WHAT IS BEING ASKED: Write out, word for word, the line that contains "let Some(url) = config.url.as_deref()" and each line after it down to the last line of the data below. Include nothing more.

[Opening DATA FOR THIS EXERCISE section]

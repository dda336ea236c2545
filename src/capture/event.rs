use std::fmt;

use super::Row;

/// Kind of row change reported by the host.
#[derive(Clone, Copy, Debug, PartialEq, Eq, Hash)]
pub enum RowEventKind {
    Insert,
    Update,
    Delete,
}

impl fmt::Display for RowEventKind {
    fn fmt(&self, f: &mut fmt::Formatter<'_>) -> fmt::Result {
        match self {
            RowEventKind::Insert => write!(f, "INSERT"),
            RowEventKind::Update => write!(f, "UPDATE"),
            RowEventKind::Delete => write!(f, "DELETE"),
        }
    }
}

/// How the capture hook was reached.
#[derive(Clone, Copy, Debug, PartialEq, Eq)]
pub enum FiredBy {
    /// A per-row change trigger. The only context the hook accepts.
    RowTrigger,
    /// A per-statement trigger; there is no row to read.
    StatementTrigger,
    /// Called directly, e.g. as a plain SQL function.
    Direct,
}

/// Descriptor the host hands to the capture hook for one changed row.
#[derive(Clone, Debug, PartialEq)]
pub struct RowEvent {
    pub kind: RowEventKind,
    pub fired_by: FiredBy,
    pub table: Option<String>,
    pub new_row: Option<Row>,
}

impl RowEvent {
    pub fn new(kind: RowEventKind, table: impl Into<String>, new_row: Row) -> Self {
        Self {
            kind,
            fired_by: FiredBy::RowTrigger,
            table: Some(table.into()),
            new_row: Some(new_row),
        }
    }

    pub fn insert(table: impl Into<String>, new_row: Row) -> Self {
        Self::new(RowEventKind::Insert, table, new_row)
    }

    pub fn update(table: impl Into<String>, new_row: Row) -> Self {
        Self::new(RowEventKind::Update, table, new_row)
    }

    /// Override how the event was fired.
    pub fn fired_by(mut self, fired_by: FiredBy) -> Self {
        self.fired_by = fired_by;
        self
    }
}
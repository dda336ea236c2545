use std::fmt;
use std::str::FromStr;

use serde::{Deserialize, Serialize};
use thiserror::Error;

/// Wire format used for the notification body.
#[derive(Clone, Copy, Debug, Default, PartialEq, Eq, Serialize, Deserialize)]
#[serde(rename_all = "lowercase")]
pub enum PayloadEncoding {
    /// `{"table": "...", "data": "..."}` as UTF-8 JSON.
    #[default]
    Json,
    /// The same document in bitcode binary form.
    Bitcode,
}

impl fmt::Display for PayloadEncoding {
    fn fmt(&self, f: &mut fmt::Formatter<'_>) -> fmt::Result {
        match self {
            PayloadEncoding::Json => write!(f, "json"),
            PayloadEncoding::Bitcode => write!(f, "bitcode"),
        }
    }
}

impl FromStr for PayloadEncoding {
    type Err = EncodeError;

    fn from_str(s: &str) -> Result<Self, Self::Err> {
        match s.trim().to_ascii_lowercase().as_str() {
            "json" => Ok(PayloadEncoding::Json),
            "bitcode" => Ok(PayloadEncoding::Bitcode),
            other => Err(EncodeError::UnknownEncoding(other.to_string())),
        }
    }
}

/// Errors raised while encoding or decoding a notification body.
#[derive(Debug, Error)]
pub enum EncodeError {
    #[error("json encoding failed: {0}")]
    Json(#[from] serde_json::Error),

    #[error("bitcode encoding failed: {0}")]
    Bitcode(#[from] bitcode::Error),

    #[error("unknown payload encoding: {0}")]
    UnknownEncoding(String),
}

/// The document published for each committed row change.
#[derive(Clone, Debug, PartialEq, Eq, Serialize, Deserialize)]
pub struct NotificationPayload {
    pub table: String,
    /// Rendered column value. `None` when the column was NULL.
    pub data: Option<String>,
}

impl NotificationPayload {
    pub fn new(table: impl Into<String>, data: Option<String>) -> Self {
        Self {
            table: table.into(),
            data,
        }
    }

    /// Encode the document with the given wire format.
    pub fn encode(&self, encoding: PayloadEncoding) -> Result<Vec<u8>, EncodeError> {
        match encoding {
            PayloadEncoding::Json => Ok(serde_json::to_vec(self)?),
            PayloadEncoding::Bitcode => Ok(bitcode::serialize(self)?),
        }
    }

    /// Decode a document previously produced by [`NotificationPayload::encode`].
    pub fn decode(bytes: &[u8], encoding: PayloadEncoding) -> Result<Self, EncodeError> {
        match encoding {
            PayloadEncoding::Json => Ok(serde_json::from_slice(bytes)?),
            PayloadEncoding::Bitcode => Ok(bitcode::deserialize(bytes)?),
        }
    }
}
//! Notification records: the unit of data buffered per transaction.

mod payload;
mod record;

pub use payload::{EncodeError, NotificationPayload, PayloadEncoding};
pub use record::NotificationRecord;
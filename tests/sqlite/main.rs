#![cfg(feature = "sqlite")]

use std::sync::Arc;

use rusqlite::Connection;
use txn_notify::bus::InMemoryBus;
use txn_notify::sqlite::{BindingError, SqliteBinding};
use txn_notify::{Notifier, NotifyConfig, TableRoute};

struct Fixture {
    conn: Connection,
    bus: InMemoryBus,
    binding: SqliteBinding,
}

fn fixture_with(config: NotifyConfig) -> Fixture {
    let conn = Connection::open_in_memory().unwrap();
    conn.execute_batch("CREATE TABLE orders (value TEXT UNIQUE, qty INTEGER, receipt BLOB)")
        .unwrap();

    let bus = InMemoryBus::new();
    let notifier = Notifier::with_transport(config, Box::new(bus.clone())).unwrap();
    let binding = SqliteBinding::attach(&conn, Arc::new(notifier)).unwrap();
    binding
        .install_trigger(&conn, "orders", &["value", "qty", "receipt"])
        .unwrap();

    Fixture { conn, bus, binding }
}

fn fixture() -> Fixture {
    fixture_with(NotifyConfig::default())
}

impl Fixture {
    fn batch(&self, sql: &str) {
        self.binding.execute_batch(&self.conn, sql).unwrap();
    }

    fn stored_values(&self) -> Vec<String> {
        let mut stmt = self
            .conn
            .prepare("SELECT value FROM orders ORDER BY rowid")
            .unwrap();
        let values = stmt
            .query_map([], |row| row.get::<_, String>(0))
            .unwrap()
            .collect::<Result<Vec<_>, _>>()
            .unwrap();
        values
    }
}

#[test]
fn committed_inserts_are_published_in_order() {
    let f = fixture();

    f.batch(
        "BEGIN;
         INSERT INTO orders (value, qty) VALUES ('A1', 1);
         INSERT INTO orders (value, qty) VALUES ('A2', 2);
         COMMIT;",
    );

    assert_eq!(
        f.bus.payloads(),
        vec![
            r#"{"table":"orders","data":"A1"}"#,
            r#"{"table":"orders","data":"A2"}"#,
        ]
    );
    assert_eq!(f.binding.pending(), 0);
}

#[test]
fn nothing_is_published_before_commit() {
    let f = fixture();

    f.batch("BEGIN");
    f.binding
        .execute(&f.conn, "INSERT INTO orders (value, qty) VALUES ('A1', 1)", [])
        .unwrap();

    assert_eq!(f.binding.pending(), 1);
    assert!(f.bus.is_empty());

    f.batch("COMMIT");
    assert_eq!(f.bus.len(), 1);
}

#[test]
fn rolled_back_inserts_are_discarded() {
    let f = fixture();

    f.batch(
        "BEGIN;
         INSERT INTO orders (value, qty) VALUES ('A1', 1);
         INSERT INTO orders (value, qty) VALUES ('A2', 2);
         ROLLBACK;",
    );

    assert!(f.bus.is_empty());
    assert_eq!(f.bus.attempts(), 0);
    assert_eq!(f.binding.pending(), 0);
}

#[test]
fn autocommit_statement_is_its_own_transaction() {
    let f = fixture();

    f.conn
        .execute("INSERT INTO orders (value, qty) VALUES ('A1', 1)", [])
        .unwrap();
    f.conn
        .execute("UPDATE orders SET value = 'A1-updated' WHERE qty = 1", [])
        .unwrap();

    assert_eq!(
        f.bus.payloads(),
        vec![
            r#"{"table":"orders","data":"A1"}"#,
            r#"{"table":"orders","data":"A1-updated"}"#,
        ]
    );
}

#[test]
fn deletes_are_not_captured() {
    let f = fixture();
    f.conn
        .execute("INSERT INTO orders (value, qty) VALUES ('A1', 1)", [])
        .unwrap();

    f.conn.execute("DELETE FROM orders", []).unwrap();

    assert_eq!(f.bus.len(), 1);
}

#[test]
fn transactions_after_a_rollback_start_clean() {
    let f = fixture();

    f.batch("BEGIN; INSERT INTO orders (value) VALUES ('lost'); ROLLBACK;");
    f.batch("BEGIN; INSERT INTO orders (value) VALUES ('kept'); COMMIT;");

    assert_eq!(f.bus.payloads(), vec![r#"{"table":"orders","data":"kept"}"#]);
}

#[test]
fn column_values_are_rendered() {
    let mut config = NotifyConfig::default();
    config.tables.insert(
        "orders".to_string(),
        TableRoute {
            columns: vec!["value".to_string(), "qty".to_string(), "receipt".to_string()],
            topic: Some("orders.changed".to_string()),
        },
    );
    let f = fixture_with(config);

    f.conn
        .execute(
            "INSERT INTO orders (value, qty, receipt) VALUES (NULL, 3, x'010203')",
            [],
        )
        .unwrap();

    let message = f.bus.poll(10).unwrap();
    assert_eq!(message.topic, "orders.changed");

    let body: serde_json::Value = serde_json::from_slice(&message.payload).unwrap();
    let data: serde_json::Value = serde_json::from_str(body["data"].as_str().unwrap()).unwrap();
    assert_eq!(data["value"], serde_json::Value::Null);
    assert_eq!(data["qty"], "3");
    assert_eq!(data["receipt"], "AQID");
}

#[test]
fn failed_statement_inside_transaction_drops_only_its_rows() {
    let f = fixture();

    f.batch("BEGIN; INSERT INTO orders (value) VALUES ('A1');");
    let result = f.binding.execute(
        &f.conn,
        "INSERT INTO orders (value) VALUES ('ghost'), ('ghost')",
        [],
    );
    assert!(matches!(result, Err(BindingError::Sqlite(_))));
    assert!(!f.conn.is_autocommit());
    assert_eq!(f.binding.pending(), 1);

    f.batch("INSERT INTO orders (value) VALUES ('real'); COMMIT;");

    assert_eq!(f.stored_values(), vec!["A1", "real"]);
    assert_eq!(
        f.bus.payloads(),
        vec![
            r#"{"table":"orders","data":"A1"}"#,
            r#"{"table":"orders","data":"real"}"#,
        ]
    );
}

#[test]
fn failing_batch_keeps_earlier_statements() {
    let f = fixture();

    let result = f.binding.execute_batch(
        &f.conn,
        "BEGIN;
         INSERT INTO orders (value) VALUES ('B1');
         INSERT INTO orders (value) VALUES ('ghost'), ('ghost');
         INSERT INTO orders (value) VALUES ('never');",
    );
    assert!(result.is_err());
    assert_eq!(f.binding.pending(), 1);

    f.batch("COMMIT");

    assert_eq!(f.stored_values(), vec!["B1"]);
    assert_eq!(f.bus.payloads(), vec![r#"{"table":"orders","data":"B1"}"#]);
}

#[test]
fn failed_autocommit_statement_publishes_nothing() {
    let f = fixture();

    let result = f.binding.execute(
        &f.conn,
        "INSERT INTO orders (value) VALUES ('ghost'), ('ghost')",
        [],
    );
    assert!(result.is_err());
    assert_eq!(f.binding.pending(), 0);

    f.binding
        .execute(&f.conn, "INSERT INTO orders (value) VALUES ('real')", [])
        .unwrap();

    assert_eq!(f.stored_values(), vec!["real"]);
    assert_eq!(f.bus.payloads(), vec![r#"{"table":"orders","data":"real"}"#]);
}

#[test]
fn direct_call_outside_trigger_fails() {
    let f = fixture();

    let result: rusqlite::Result<Option<String>> = f.conn.query_row(
        "SELECT txn_notify_capture('INSERT', 'orders', 'value', 'forged')",
        [],
        |row| row.get(0),
    );
    assert!(result.is_err());

    let result: rusqlite::Result<Option<String>> = f.conn.query_row(
        "SELECT txn_notify_capture('0000000000000000', 'INSERT', 'orders', 'value', 'forged')",
        [],
        |row| row.get(0),
    );
    assert!(result.is_err());
    assert_eq!(f.binding.pending(), 0);

    f.binding
        .execute(&f.conn, "INSERT INTO orders (value) VALUES ('real')", [])
        .unwrap();
    assert_eq!(f.bus.payloads(), vec![r#"{"table":"orders","data":"real"}"#]);
}

#[test]
fn reinstalling_triggers_keeps_a_single_capture() {
    let f = fixture();

    f.binding
        .install_trigger(&f.conn, "orders", &["value"])
        .unwrap();
    f.batch("INSERT INTO orders (value) VALUES ('A1')");

    assert_eq!(f.bus.payloads(), vec![r#"{"table":"orders","data":"A1"}"#]);
}

#[test]
fn trigger_requires_columns() {
    let f = fixture();
    assert!(matches!(
        f.binding.install_trigger(&f.conn, "orders", &[]),
        Err(BindingError::NoColumns(table)) if table == "orders"
    ));
}

#[test]
fn detach_stops_capture_and_publishing() {
    let f = fixture();

    SqliteBinding::drop_trigger(&f.conn, "orders").unwrap();
    f.binding.detach(&f.conn).unwrap();

    f.conn
        .execute_batch("BEGIN; INSERT INTO orders (value) VALUES ('A1'); COMMIT;")
        .unwrap();

    assert!(f.bus.is_empty());
    assert!(f
        .conn
        .query_row("SELECT txn_notify_capture('INSERT', 'orders', 'value', 'x')", [], |row| {
            row.get::<_, Option<String>>(0)
        })
        .is_err());
}
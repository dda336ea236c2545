use std::fmt;

/// Lifecycle events delivered by the host transaction manager.
///
/// Only [`TransactionEvent::Commit`] and [`TransactionEvent::Abort`] drive the
/// outbox; every other event is observed and ignored.
#[derive(Clone, Copy, Debug, PartialEq, Eq, Hash)]
pub enum TransactionEvent {
    /// The transaction committed; its outcome is final.
    Commit,
    /// The transaction rolled back.
    Abort,
    PreCommit,
    Prepare,
    SavepointStart,
    SavepointCommit,
    SavepointAbort,
}

impl TransactionEvent {
    /// Whether this event ends the whole transaction.
    pub fn is_terminal(&self) -> bool {
        matches!(self, TransactionEvent::Commit | TransactionEvent::Abort)
    }
}

impl fmt::Display for TransactionEvent {
    fn fmt(&self, f: &mut fmt::Formatter<'_>) -> fmt::Result {
        let name = match self {
            TransactionEvent::Commit => "commit",
            TransactionEvent::Abort => "abort",
            TransactionEvent::PreCommit => "pre-commit",
            TransactionEvent::Prepare => "prepare",
            TransactionEvent::SavepointStart => "savepoint-start",
            TransactionEvent::SavepointCommit => "savepoint-commit",
            TransactionEvent::SavepointAbort => "savepoint-abort",
        };
        f.write_str(name)
    }
}
use std::collections::HashMap;

use tracing::debug;

use crate::config::NotifyConfig;
use crate::notification::{NotificationPayload, NotificationRecord, PayloadEncoding};
use crate::transaction::TransactionContext;

use super::{FiredBy, InvocationError, Row, RowEvent, RowEventKind};

/// Entry point invoked by the host for each qualifying row change.
///
/// The hook reads the table name and the configured column(s) of the new row,
/// encodes a [`NotificationPayload`] and appends it to the outbox of the
/// transaction the row belongs to. It performs no I/O and never alters the row.
///
/// Column policy: tables without a configured column list publish the first
/// column of the row. A single configured column publishes that value; several
/// columns publish a JSON object of `name -> value` as the `data` text.
#[derive(Clone, Debug, Default)]
pub struct CaptureHook {
    columns: HashMap<String, Vec<String>>,
    encoding: PayloadEncoding,
}

impl CaptureHook {
    pub fn new(encoding: PayloadEncoding) -> Self {
        Self {
            columns: HashMap::new(),
            encoding,
        }
    }

    /// Build a hook using the encoding and per-table column lists of `config`.
    pub fn from_config(config: &NotifyConfig) -> Self {
        let columns = config
            .tables
            .iter()
            .filter(|(_, route)| !route.columns.is_empty())
            .map(|(table, route)| (table.clone(), route.columns.clone()))
            .collect();

        Self {
            columns,
            encoding: config.encoding,
        }
    }

    /// Publish the named columns for `table` instead of the first column.
    pub fn with_columns<I, S>(mut self, table: impl Into<String>, columns: I) -> Self
    where
        I: IntoIterator<Item = S>,
        S: Into<String>,
    {
        self.columns
            .insert(table.into(), columns.into_iter().map(Into::into).collect());
        self
    }

    pub fn encoding(&self) -> PayloadEncoding {
        self.encoding
    }

    /// Capture one row event into `ctx`'s outbox and hand the row back untouched.
    pub fn capture(
        &self,
        ctx: &mut TransactionContext,
        event: RowEvent,
    ) -> Result<Row, InvocationError> {
        if event.fired_by != FiredBy::RowTrigger {
            return Err(InvocationError::OutsideTrigger);
        }

        match event.kind {
            RowEventKind::Insert | RowEventKind::Update => {}
            other => return Err(InvocationError::UnsupportedEvent(other)),
        }

        let table = event
            .table
            .filter(|table| !table.is_empty())
            .ok_or(InvocationError::MissingTable)?;
        let row = event
            .new_row
            .ok_or_else(|| InvocationError::MissingRow(table.clone()))?;

        let record = self.build_record(&table, &row)?;
        ctx.append(record);

        debug!(
            table = %table,
            kind = %event.kind,
            transaction = %ctx.id(),
            buffered = ctx.outbox().len(),
            "captured row change"
        );

        Ok(row)
    }

    /// Encode the notification record for one row of `table`.
    pub fn build_record(&self, table: &str, row: &Row) -> Result<NotificationRecord, InvocationError> {
        let data = self.render_data(table, row)?;
        let payload = NotificationPayload::new(table, data)
            .encode(self.encoding)
            .map_err(|err| InvocationError::Encoding {
                table: table.to_string(),
                reason: err.to_string(),
            })?;

        Ok(NotificationRecord::new(table, payload))
    }

    fn render_data(&self, table: &str, row: &Row) -> Result<Option<String>, InvocationError> {
        let unreadable = |column: &str| InvocationError::UnreadableColumn {
            table: table.to_string(),
            column: column.to_string(),
        };

        match self.columns.get(table).map(Vec::as_slice) {
            None | Some([]) => row
                .first()
                .map(|column| column.value.render())
                .ok_or_else(|| unreadable("#1")),
            Some([name]) => row
                .get(name)
                .map(|value| value.render())
                .ok_or_else(|| unreadable(name)),
            Some(names) => {
                let mut object = serde_json::Map::new();
                for name in names {
                    let value = row.get(name).ok_or_else(|| unreadable(name))?;
                    let rendered = value
                        .render()
                        .map_or(serde_json::Value::Null, serde_json::Value::String);
                    object.insert(name.clone(), rendered);
                }
                serde_json::to_string(&object)
                    .map(Some)
                    .map_err(|err| InvocationError::Encoding {
                        table: table.to_string(),
                        reason: err.to_string(),
                    })
            }
        }
    }
}
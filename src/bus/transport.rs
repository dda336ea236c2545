use super::{ConnectionError, InMemoryBus, PublishError};
use crate::config::BrokerConfig;

/// A message as handed to the transport.
#[derive(Clone, Debug, PartialEq, Eq)]
pub struct BusMessage {
    pub topic: String,
    pub payload: Vec<u8>,
}

impl BusMessage {
    pub fn new(topic: impl Into<String>, payload: Vec<u8>) -> Self {
        Self {
            topic: topic.into(),
            payload,
        }
    }

    /// Get the payload as a string (if valid UTF-8).
    pub fn payload_str(&self) -> Option<&str> {
        std::str::from_utf8(&self.payload).ok()
    }
}

/// Client side of the external message bus.
///
/// Implementations block until the message is handed to the broker (or the
/// attempt failed). Callers serialize access, so `&mut self` is enough.
pub trait Transport: Send {
    /// Publish one message to its topic.
    fn publish(&mut self, message: &BusMessage) -> Result<(), PublishError>;

    /// Release the connection. Later publishes fail with [`PublishError::NotConnected`].
    fn close(&mut self) -> Result<(), PublishError> {
        Ok(())
    }
}

/// Open the transport selected by the broker url's scheme.
///
/// Returns `Ok(None)` when no url is configured: publishing is disabled but
/// capture and buffering keep working.
pub fn connect_transport(
    config: &BrokerConfig,
) -> Result<Option<Box<dyn Transport>>, ConnectionError> {
    let Some(url) = config.url.as_deref() else {
        return Ok(None);
    };

    let (scheme, rest) = url
        .split_once("://")
        .ok_or_else(|| ConnectionError::InvalidUrl(url.to_string()))?;
    if rest.is_empty() && scheme != "memory" {
        return Err(ConnectionError::InvalidUrl(url.to_string()));
    }

    match scheme {
        "memory" => Ok(Some(Box::new(InMemoryBus::new()) as Box<dyn Transport>)),
        #[cfg(feature = "nats")]
        "nats" | "tls" => {
            let transport = super::NatsTransport::connect(config)?;
            Ok(Some(Box::new(transport) as Box<dyn Transport>))
        }
        other => Err(ConnectionError::UnsupportedScheme(other.to_string())),
    }
}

[Closing DATA FOR THIS EXERCISE section]

SOLUTION BELOW:
    let Some(url) = config.url.as_deref() else {
        return Ok(None);
    };

    let (scheme, rest) = url
        .split_once("://")
        .ok_or_else(|| ConnectionError::InvalidUrl(url.to_string()))?;
    if rest.is_empty() && scheme != "memory" {
        return Err(ConnectionError::InvalidUrl(url.to_string()));
    }

    match scheme {
        "memory" => Ok(Some(Box::new(InMemoryBus::new()) as Box<dyn Transport>)),
        #[cfg(feature = "nats")]
        "nats" | "tls" => {
            let transport = super::NatsTransport::connect(config)?;
            Ok(Some(Box::new(transport) as Box<dyn Transport>))
        }
        other => Err(ConnectionError::UnsupportedScheme(other.to_string())),
    }
}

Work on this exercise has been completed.